Centrocampo a due per gran parte della partita. Pjanic meno brillante del solito, fallisce anche una punizione da posizione interessante. Matuidi meglio del compagno di squadra nella pressione e negli inserimenti. Rischia il gol nel prmio tempo e non lo fallisce nella ripresa. Un recupero prezioso per il proseguio della stagione.

Sotto la lente: l’Attacco

Dybala schierato come trequartista da man forte spessissimo al centrocampo. Si abbassa e aiuta i compagni nella costruzione, ma crea anche in attacco, compreso il passaggio a Higuain nell’azione del raddoppio. Va vicino al gol nel primo tempo, ma Berisha è bravissimo.

Mandzukic non in buona serata. Il croato è spesso assente dal gioco e non trova la posizione corretta per essere pericoloso. Gestisce male le palle che gli capitano tra i piedi. Vista la penuria di attaccanti, la sua presenza è necessaria per il 4-2-3-1, ma è lontano dalla forma migliore. Viene sostituito al 62′ minuto da Alex Sandro. Schierato ancora una volta da punta esterna non incide tantissimo, ma comunque una partita sufficiente.

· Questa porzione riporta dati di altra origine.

#[test]
fn regenerate_replaces_key_and_restarts() {
    let dir = tempfile::tempdir().unwrap();
    let ca = TestCa::new("Test Root").unwrap();
    let mut manager = LifecycleManager::new(OpensslBackend::new(), store(&dir));
    let id = generated(&mut manager, single(Profile::Pvwa, "pvwa.corp.example"));
    place_signed(&manager, id, &ca);
    manager.detect_signed(id).unwrap();
    manager.convert(id, &ConversionRequest::default()).unwrap();

    let paths = manager.store().paths(manager.unit(id));
    let old_key = fs::read(&paths.key).unwrap();
    manager.generate(id).unwrap();
    assert_eq!(*manager.state(id), ArtifactState::AwaitingSignature);
    assert_ne!(fs::read(&paths.key).unwrap(), old_key);
    assert!(!paths.pfx.exists());

    // The old certificate no longer matches the new key.
    assert!(matches!(
        manager.detect_signed(id),
        Err(ProvisionError::KeyCertMismatch { .. })
    ));
}

#[test]
fn failed_regeneration_does_not_leave_a_stale_manifest() {
    let dir = tempfile::tempdir().unwrap();
    let ca = TestCa::new("Test Root").unwrap();
    let mut manager = LifecycleManager::new(OpensslBackend::new(), store(&dir));
    let unit = single(Profile::Pvwa, "pvwa.corp.example");
    let id = generated(&mut manager, unit.clone());
    place_signed(&manager, id, &ca);
    manager.detect_signed(id).unwrap();
    manager.convert(id, &ConversionRequest::default()).unwrap();

    // A directory where the key belongs makes the key write fail.
    let paths = manager.store().paths(&unit);
    fs::remove_file(&paths.key).unwrap();
    fs::create_dir(&paths.key).unwrap();

    assert!(matches!(manager.generate(id), Err(ProvisionError::Io { .. })));
    assert_eq!(*manager.state(id), ArtifactState::Empty);
    let manifest = manager.store().load_manifest(&unit).unwrap().unwrap();
    assert_eq!(manifest.state, ArtifactState::Empty);
    assert!(!paths.pfx.exists());
}

#[test]
fn regenerating_with_fewer_units_retires_the_rest() {
    let dir = tempfile::tempdir().unwrap();
    let workflow = Workflow::new(OpensslBackend::new(), store(&dir), 2048);
    let per_node = TopologyRequest {
        profile: Profile::Psm,
        nodes: vec![
            NodeRecord::new("psm1.corp.example"),
            NodeRecord::new("psm2.corp.example"),
            NodeRecord::new("psm3.corp.example"),
        ],
        load_balancer: None,
        strategy: Strategy::UniquePerNode,
    };
    let (units, _) = workflow.plan(&per_node, &common::identity(), &[]).unwrap();
    workflow.generate_units(&units).unwrap();
    assert_eq!(workflow.status(Profile::Psm).unwrap().len(), 3);
    let old_key = workflow.store().paths(&units[0]).key;

    let shared = TopologyRequest {
        strategy: Strategy::SingleWithSan,
        load_balancer: Some("psm.corp.example".to_string()),
        ..per_node
    };
    let (units, _) = workflow.plan(&shared, &common::identity(), &[]).unwrap();
    assert_eq!(units.len(), 1);
    workflow.generate_units(&units).unwrap();

    let status = workflow.status(Profile::Psm).unwrap();
    let labels: Vec<&str> = status.iter().map(|r| r.label.as_str()).collect();
    assert_eq!(labels, vec!["PSM single"]);
    assert!(!old_key.exists());

    let (_, detected) = workflow.detect(Profile::Psm).unwrap();
    assert_eq!(detected.len(), 1);
}

#[test]
fn conversion_resumes_from_manifests_in_a_new_run() {
    let dir = tempfile::tempdir().unwrap();
    let ca = TestCa::new("Test Root").unwrap();
    let request = TopologyRequest {
        profile: Profile::Psm,
        nodes: vec![
            NodeRecord::new("psm1.corp.example"),
            NodeRecord::new("psm2.corp.example"),
        ],
        load_balancer: None,
        strategy: Strategy::UniquePerNode,
    };

    let workflow = Workflow::new(OpensslBackend::new(), store(&dir), 2048);
    let (units, rejected) = workflow
        .plan(&request, &common::identity(), &["extra.corp.example".to_string()])
        .unwrap();
    assert!(rejected.is_empty());
    let reports = workflow.generate_units(&units).unwrap();
    assert!(reports.iter().all(|r| r.state == ArtifactState::AwaitingSignature));
    assert!(workflow.store().instructions_path(Profile::Psm).is_file());

    // Only the first server gets signed before the next run.
    let first = workflow.store().paths(&units[0]);
    let signed = ca.sign(&fs::read(&first.request).unwrap()).unwrap();
    fs::write(&first.certificate, signed.to_pem().unwrap()).unwrap();

    let later = Workflow::new(OpensslBackend::new(), store(&dir), 2048);
    let (mut manager, detected) = later.detect(Profile::Psm).unwrap();
    assert_eq!(detected.len(), 2);
    assert_eq!(detected[0].state, ArtifactState::Signed);
    assert_eq!(detected[1].state, ArtifactState::AwaitingSignature);

    let converted = later.convert_signed(&mut manager, &ConversionRequest::default());
    assert_eq!(converted.len(), 1);
    assert_eq!(converted[0].state, ArtifactState::Verified);

    let status = later.status(Profile::Psm).unwrap();
    assert_eq!(status[0].state, ArtifactState::Verified);
    assert_eq!(status[1].state, ArtifactState::AwaitingSignature);
}

#[test]
fn pem_der_round_trip() {
    let ca = TestCa::new("Round Trip").unwrap();
    let backend = OpensslBackend::new();
    let pem = ca.certificate_pem();
    let der = backend.reencode(&pem, Encoding::Pem, Encoding::Der).unwrap();
    assert_eq!(Encoding::detect(&der), Encoding::Der);
    assert_eq!(backend.reencode(&der, Encoding::Der, Encoding::Pem).unwrap(), pem);
}

/// How the scripted backend answers container verification.
#[derive(Default, Clone, Copy)]
enum VerifyOutcome {
    #[default]
    Delegate,
    Reject,
    Error,
}

/// Delegates to OpenSSL but fails selected operations.
#[derive(Default)]
struct ScriptedBackend {
    inner: OpensslBackend,
    fail_request_for: Option<&'static str>,
    fail_package: bool,
    verify: VerifyOutcome,
    requests: Cell<usize>,
}

impl CryptoBackend for ScriptedBackend {
    fn generate_key(&self, bits: u32) -> anyhow::Result<KeyHandle> {
        self.inner.generate_key(bits)
    }

    fn generate_request(
        &self,
        key: &KeyHandle,
        subject: RequestSubject<'_>,
    ) -> anyhow::Result<Vec<u8>> {
        self.requests.set(self.requests.get() + 1);
        if self.fail_request_for == Some(subject.common_name) {
            return Err(anyhow!("scripted request failure"));
        }
        self.inner.generate_request(key, subject)
    }

    fn package(&self, input: PackageInput<'_>) -> anyhow::Result<Vec<u8>> {
        if self.fail_package {
            return Err(anyhow!("scripted packaging failure"));
        }
        self.inner.package(input)
    }

    fn verify_container(
        &self,
        container: &[u8],
        password: Option<&SecretString>,
    ) -> anyhow::Result<bool> {
        match self.verify {
            VerifyOutcome::Delegate => self.inner.verify_container(container, password),
            VerifyOutcome::Reject => Ok(false),
            VerifyOutcome::Error => Err(anyhow!("scripted verification failure")),
        }
    }

    fn keys_match(&self, key: &KeyHandle, certificate: &[u8]) -> anyhow::Result<bool> {
        self.inner.keys_match(key, certificate)
    }

    fn reencode(&self, bytes: &[u8], from: Encoding, to: Encoding) -> anyhow::Result<Vec<u8>> {
        self.inner.reencode(bytes, from, to)
    }
}

#[test]
fn request_failure_is_isolated_to_its_unit() {
    let dir = tempfile::tempdir().unwrap();
    let backend = ScriptedBackend {
        fail_request_for: Some("vault1.corp.example"),
        ..Default::default()
    };
    let mut manager = LifecycleManager::new(&backend, store(&dir));
    let ids: Vec<UnitId> = vault_units().into_iter().map(|u| manager.add(u)).collect();

    match manager.generate(ids[0]) {
        Err(ProvisionError::CryptoBackendFailure { unit, .. }) => assert_eq!(unit, "Vault node 1"),
        other => panic!("unexpected: {other:?}"),
    }
    assert!(matches!(
        manager.state(ids[0]),
        ArtifactState::Failed(FailureReason::CryptoBackend { .. })
    ));
    // No silent retry.
    assert_eq!(backend.requests.get(), 1);

    manager.generate(ids[1]).unwrap();
    assert_eq!(*manager.state(ids[1]), ArtifactState::AwaitingSignature);
    assert!(matches!(
        manager.detect_signed(ids[0]),
        Err(ProvisionError::InvalidTransition { .. })
    ));
}

#[test]
fn packaging_failure_moves_unit_to_conversion_error() {
    let dir = tempfile::tempdir().unwrap();
    let ca = TestCa::new("Test Root").unwrap();
    let backend = ScriptedBackend {
        fail_package: true,
        ..Default::default()
    };
    let mut manager = LifecycleManager::new(&backend, store(&dir));
    let id = generated(&mut manager, single(Profile::Pvwa, "pvwa.corp.example"));
    place_signed(&manager, id, &ca);
    manager.detect_signed(id).unwrap();

    assert!(matches!(
        manager.convert(id, &ConversionRequest::default()),
        Err(ProvisionError::ConversionError { .. })
    ));
    assert!(matches!(
        manager.state(id),
        ArtifactState::Failed(FailureReason::ConversionError(_))
    ));
    assert!(!manager.store().paths(manager.unit(id)).pfx.exists());

    // The certificate is still good; detection re-arms conversion.
    assert_eq!(manager.detect_signed(id).unwrap(), Detection::Signed);
}

#[test]
fn resume_picks_up_persisted_state_and_key() {
    let dir = tempfile::tempdir().unwrap();
    let ca = TestCa::new("Test Root").unwrap();
    let unit = single(Profile::Html5Gw, "gw.corp.example");

    let mut first = LifecycleManager::new(OpensslBackend::new(), store(&dir));
    let id = generated(&mut first, unit.clone());
    place_signed(&first, id, &ca);
    drop(first);

    let mut second = LifecycleManager::new(OpensslBackend::new(), store(&dir));
    let id = second.resume(unit.clone()).unwrap();
    assert_eq!(*second.state(id), ArtifactState::AwaitingSignature);
    assert_eq!(second.detect_signed(id).unwrap(), Detection::Signed);

    // A unit that was never generated starts empty.
    let other = single(Profile::Pvwa, "pvwa.corp.example");
    let fresh = second.resume(other).unwrap();
    assert_eq!(*second.state(fresh), ArtifactState::Empty);
}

Douglas Costa è il solito folletto imprendibile. L’azione del vantaggio è per gran parte merito suo. Ormai entrato in pieno nei meccanismi della squadra sta diventando fondamentale. Quando ha la palla tra i piedi si ha sempre la sensazione che possa succedere qualcosa. Ancora una volta dà tutto ed esce esausto al 78′ minuto per Barzagli. Con il centrale toscano la Juve passa al 3-5-2 e congela la partita.

Ci mette ancora una volta la firma. Il gol del vantaggio di Higuain è la tipica azione che l’attaccante di razza conclude a rete. Fondamentale anche nel secondo gol. Pressa, fa salire la squadra, corre, conclude, fa assit, attaccante completo.

Sotto la lente: il Mister

C’è poco da aggiugnere ai risultati raggiunti da Allegri. Ad inizio stagione le critiche erano tante e spesso ingiustificate. Adesso si sentono solo elogi. La sua capacità di interpretare le partite è ormai proverbiale, trasformista e gestore. Forse non enterà mai nel cuore degli Juventini, ma nell’Albo d’Oro ci è entrato e non intende mollare il colpo.

Vittoria che conferma la Juventus Capolista del campionato di Serie A. Partita che finisce come doveva finire nei programmi della Vecchia Signora, che adesso si ritrova in mano, e tra i piedi, il proprio destino.